Product Dosage Qty Consult Price Order
  Mircette 1 month 28 Tabs FREE
  Mircette 3 months 84 Tabs FREE



Mircette ®

Chemical Name : Ethinyl estradiol and Desogestrel

Uses
Mircette is a "biphasic" oral contraceptive pill. This means that the hormones contained in the tablets are delivered in two stages. Mircette contains 20 mcg of ethinyl estradiol, an estrogen, and 150 mcg of desogestrel, a progestin. The last seven tablets start with two days of "inactive" pills (placebos) and 5 days of 10 mcg of ethinyl estradiol. Since Mircette is a very low-dose oral contraceptive - it contains reduced amounts of the hormone estrogen - it may help prevent side effects such as nausea and breast tenderness.

This product combines natural or synthetic estrogens and progestins, similar to the natural sex hormones (estrogen and progesterone) produced in a woman's body. Ethinyl estradiol is an estrogen and desogestrel is a progestin. These products can prevent ovulation and pregnancy. In general, a combination of estrogen and progestin works better than a single-ingredient product. Ethinyl Estradiol/Desogestrel tablets can also help regulate menstrual flow, treat acne or may be used for other hormone related problems in females.

How to take this medication
Most of the 28 Mircette tablets contain active hormones. This product should be started on the first Sunday after you start your period or on the first day of your period. Keep an extra month's supply of your pills available to ensure that you will not miss the first day of the next cycle.

Take Mircette pills orally. Before you start taking these pills decide what is a suitable time of day and always take them at the same time of day and in the order directed. Swallow the pills with a drink of water. Take with food to reduce stomach upset. Do not take more often than directed.

Side Effects
Severe side effects are relatively rare in women who are healthy and do not smoke while they are taking oral contraceptives. On average, more women have problems due to complications from getting pregnant than have problems with oral contraceptives.

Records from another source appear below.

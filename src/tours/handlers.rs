use axum::{
    extract::{Path, Query, State},
    http::StatusCode,
    routing::get,
    Json, Router,
};
use tracing::{info, instrument};
use uuid::Uuid;

use crate::{
    auth::jwt::{require_role, CurrentUser},
    error::{ApiError, ApiResult},
    state::AppState,
    tours::{
        dto::{CreateTourRequest, StatsQuery, TourListQuery, UpdateTourRequest},
        geo::{self, TourDistance, Unit},
        reporting::{self, DifficultyStats, MonthlyPlanEntry},
        repo::{Tour, TourFilter},
    },
    users::repo::Role,
};

pub fn router() -> Router<AppState> {
    Router::new()
        .route("/tours", get(list_tours).post(create_tour))
        .route("/tours/top-5-cheap", get(top_tours))
        .route("/tours/stats", get(tour_stats))
        .route("/tours/monthly-plan/:year", get(monthly_plan))
        .route(
            "/tours/within/:distance/center/:latlng/unit/:unit",
            get(tours_within),
        )
        .route("/tours/distances/:latlng/unit/:unit", get(tour_distances))
        .route(
            "/tours/:id",
            get(get_tour).patch(update_tour).delete(delete_tour),
        )
}

#[instrument(skip(state))]
pub async fn list_tours(
    State(state): State<AppState>,
    Query(query): Query<TourListQuery>,
) -> ApiResult<Json<Vec<Tour>>> {
    if let Some(difficulty) = &query.difficulty {
        crate::tours::dto::validate_difficulty(difficulty)?;
    }
    let filter = TourFilter {
        difficulty: query.difficulty,
        max_price: query.max_price,
    };
    let tours = Tour::list(&state.db, &filter, query.limit, query.offset).await?;
    Ok(Json(tours))
}

#[instrument(skip(state))]
pub async fn top_tours(State(state): State<AppState>) -> ApiResult<Json<Vec<Tour>>> {
    Ok(Json(Tour::top_five(&state.db).await?))
}

#[instrument(skip(state))]
pub async fn get_tour(
    State(state): State<AppState>,
    Path(id): Path<Uuid>,
) -> ApiResult<Json<Tour>> {
    let tour = Tour::find_by_id(&state.db, id)
        .await?
        .ok_or_else(|| ApiError::NotFound("No tour found with that ID".into()))?;
    Ok(Json(tour))
}

#[instrument(skip(state, user, payload))]
pub async fn create_tour(
    State(state): State<AppState>,
    CurrentUser(user): CurrentUser,
    Json(payload): Json<CreateTourRequest>,
) -> ApiResult<(StatusCode, Json<Tour>)> {
    require_role(&user, &[Role::Admin, Role::LeadGuide])?;
    payload.validate()?;

    let tour = match Tour::create(
        &state.db,
        payload.name.trim(),
        payload.duration,
        payload.max_group_size,
        &payload.difficulty,
        payload.price,
        &payload.summary,
        &payload.description,
        &payload.start_dates,
        payload.start_lat,
        payload.start_lng,
        &payload.start_address,
    )
    .await
    {
        Ok(tour) => tour,
        Err(e) => {
            if let sqlx::Error::Database(db_err) = &e {
                if db_err.is_unique_violation() {
                    return Err(ApiError::Conflict("A tour with that name exists".into()));
                }
            }
            return Err(e.into());
        }
    };

    info!(tour_id = %tour.id, name = %tour.name, "tour created");
    Ok((StatusCode::CREATED, Json(tour)))
}

#[instrument(skip(state, user, payload))]
pub async fn update_tour(
    State(state): State<AppState>,
    CurrentUser(user): CurrentUser,
    Path(id): Path<Uuid>,
    Json(payload): Json<UpdateTourRequest>,
) -> ApiResult<Json<Tour>> {
    require_role(&user, &[Role::Admin, Role::LeadGuide])?;
    payload.validate()?;

    let tour = Tour::update(
        &state.db,
        id,
        payload.name.as_deref(),
        payload.duration,
        payload.max_group_size,
        payload.difficulty.as_deref(),
        payload.price,
        payload.summary.as_deref(),
        payload.description.as_deref(),
        payload.start_dates.as_deref(),
        payload.start_lat,
        payload.start_lng,
        payload.start_address.as_deref(),
    )
    .await?
    .ok_or_else(|| ApiError::NotFound("No tour found with that ID".into()))?;

    info!(tour_id = %tour.id, "tour updated");
    Ok(Json(tour))
}

#[instrument(skip(state, user))]
pub async fn delete_tour(
    State(state): State<AppState>,
    CurrentUser(user): CurrentUser,
    Path(id): Path<Uuid>,
) -> ApiResult<StatusCode> {
    require_role(&user, &[Role::Admin, Role::LeadGuide])?;
    let deleted = Tour::delete(&state.db, id).await?;
    if deleted == 0 {
        return Err(ApiError::NotFound("No tour found with that ID".into()));
    }
    info!(tour_id = %id, "tour deleted");
    Ok(StatusCode::NO_CONTENT)
}

#[instrument(skip(state))]
pub async fn tour_stats(
    State(state): State<AppState>,
    Query(query): Query<StatsQuery>,
) -> ApiResult<Json<Vec<DifficultyStats>>> {
    let min_rating = query.min_rating.unwrap_or(reporting::DEFAULT_MIN_RATING);
    let rows = Tour::stats_source(&state.db, min_rating).await?;
    Ok(Json(reporting::difficulty_stats(&rows)))
}

#[instrument(skip(state))]
pub async fn monthly_plan(
    State(state): State<AppState>,
    Path(year): Path<i32>,
) -> ApiResult<Json<Vec<MonthlyPlanEntry>>> {
    let rows = Tour::start_dates_source(&state.db).await?;
    Ok(Json(reporting::monthly_plan(&rows, year)))
}

#[instrument(skip(state))]
pub async fn tours_within(
    State(state): State<AppState>,
    Path((distance, latlng, unit)): Path<(f64, String, String)>,
) -> ApiResult<Json<Vec<Tour>>> {
    // Bad coordinates must stop the request here, before any query runs.
    let center = geo::parse_latlng(&latlng)?;
    if distance < 0.0 {
        return Err(ApiError::Validation("Distance must not be negative".into()));
    }

    let unit = Unit::from_param(&unit);
    let radius = unit.angular_radius(distance);

    let locations = Tour::locations(&state.db).await?;
    let ids: Vec<Uuid> = locations
        .iter()
        .filter(|loc| geo::within_radius(center, (loc.start_lat, loc.start_lng), radius))
        .map(|loc| loc.id)
        .collect();

    if ids.is_empty() {
        return Ok(Json(Vec::new()));
    }
    Ok(Json(Tour::find_by_ids(&state.db, &ids).await?))
}

#[instrument(skip(state))]
pub async fn tour_distances(
    State(state): State<AppState>,
    Path((latlng, unit)): Path<(String, String)>,
) -> ApiResult<Json<Vec<TourDistance>>> {
    let center = geo::parse_latlng(&latlng)?;
    let unit = Unit::from_param(&unit);

    let locations = Tour::locations(&state.db).await?;
    Ok(Json(geo::distances_from(center, &locations, unit)))
}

Many of the minor side effects may go away as your body adjusts to the medicine. However, the potential for severe side effects does exist and you may want to discuss these with your health care provider.

The following symptoms or side effects may be related to blood clots and require immediate medical or emergency help: chest pain; coughing up blood; dizziness or fainting spells; leg, arm or groin pain; severe or sudden headaches; stomach pain (severe); sudden shortness of breath; sudden loss of coordination, especially on one side of the body; swelling of the hands, feet or ankles, or rapid weight gain; vision or speech problems; weakness or numbness in the arms or legs, especially on one side of the body.

Other serious side effects are rare. Contact your health care provider as soon as you can if the following side effects occur: breast tissue changes or discharge; changes in vaginal bleeding during your period or between your periods; headaches or migraines; increases in blood sugar, especially if you have diabetes; increases in blood pressure, especially if you are known to have high blood pressure; symptoms of vaginal infection (itching, irritation or unusual discharge); tenderness in the upper abdomen; vomiting; yellowing of the eyes or skin.

Side effects that usually do not require medical attention (report to your health care provider if they continue or are bothersome): breakthrough bleeding and spotting that continues beyond the 3 initial cycles of pills; breast tenderness; mild stomach upset; mood changes, anxiety, depression, frustration, anger, or emotional outbursts; increased or decreased appetite; increased sensitivity to sun or ultraviolet light; nausea; skin rash, acne, or brown spots on the skin; tiredness; weight gain.

Precautions
Your prescriber needs to know if you have or ever had any of these conditions: blood clots; blood sugar problems, like diabetes; cancer of the breast, cervix, ovary, uterus, vagina, or unusual vaginal bleeding that has not been evaluated by a health care professional; depression; fibroids; gallbladder disease; heart or circulation problems; high blood pressure; jaundice; liver disease; menstrual problems; migraine headaches; tobacco smoker; stroke; an unusual or allergic reaction to estrogen/progestin, other hormones, medicines, foods, dyes, or preservatives; pregnant or trying to get pregnant; breast-feeding.

Visit your health care provider for regular checks on your progress. You should have a complete check-up every 6 to 12 months. If you have any unusual vaginal bleeding contact your prescriber or health care professional for advice. If you miss a period, the possibility of pregnancy must be considered. See your prescriber or health care provider as soon as you can.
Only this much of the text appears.